:: Exercise requirements ::
Note every line in the entries that contains the string "path", and copy it.

---

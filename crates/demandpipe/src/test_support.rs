//! Fixtures shared by unit tests.

use lopdf::{dictionary, Document, Object, Stream};

use crate::db::demand_file_repo::{self, DemandFileRow};
use crate::db::job_repo::{self, JobRow};
use crate::db::{note_repo, Database};

/// Builds a PDF with one Courier text line per page.
pub fn build_pdf(pages: &[&str]) -> Vec<u8> {
    let mut doc = Document::with_version("1.5");
    let pages_id = doc.new_object_id();
    let font_id = doc.add_object(dictionary! {
        "Type" => "Font",
        "Subtype" => "Type1",
        "BaseFont" => "Courier",
    });
    let resources_id = doc.add_object(dictionary! {
        "Font" => dictionary! {
            "F1" => font_id,
        },
    });

    let mut kids: Vec<Object> = Vec::new();
    for text in pages {
        let content = format!("BT /F1 12 Tf 50 700 Td ({}) Tj ET", text);
        let content_id = doc.add_object(Stream::new(dictionary! {}, content.into_bytes()));
        let page_id = doc.add_object(dictionary! {
            "Type" => "Page",
            "Parent" => pages_id,
            "MediaBox" => vec![0.into(), 0.into(), 612.into(), 792.into()],
            "Resources" => resources_id,
            "Contents" => content_id,
        });
        kids.push(page_id.into());
    }

    doc.objects.insert(
        pages_id,
        Object::Dictionary(dictionary! {
            "Type" => "Pages",
            "Count" => kids.len() as i64,
            "Kids" => kids,
        }),
    );
    let catalog_id = doc.add_object(dictionary! {
        "Type" => "Catalog",
        "Pages" => pages_id,
    });
    doc.trailer.set("Root", catalog_id);

    let mut bytes = Vec::new();
    doc.save_to(&mut bytes).unwrap();
    bytes
}

/// In-memory database with `note-1` and `job-1` attached to it.
pub fn seeded_db() -> Database {
    let db = Database::open_in_memory().expect("Failed to create test database");
    note_repo::insert(&db, "note-1", Some("Doe v. Roe")).unwrap();
    job_repo::insert(&db, &JobRow::new("job-1", Some("note-1".to_string()))).unwrap();
    db
}

/// Adds a demand file of `note-1` pointing at `path`.
pub fn add_demand_file(db: &Database, id: &str, file_name: &str, path: &str) {
    let mut file = DemandFileRow::new(id, "note-1", file_name);
    file.file_path = Some(path.to_string());
    demand_file_repo::insert(db, &file).unwrap();
}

---

:: Answer to this task ::
/// Adds a demand file of `note-1` pointing at `path`.
pub fn add_demand_file(db: &Database, id: &str, file_name: &str, path: &str) {
    file.file_path = Some(path.to_string());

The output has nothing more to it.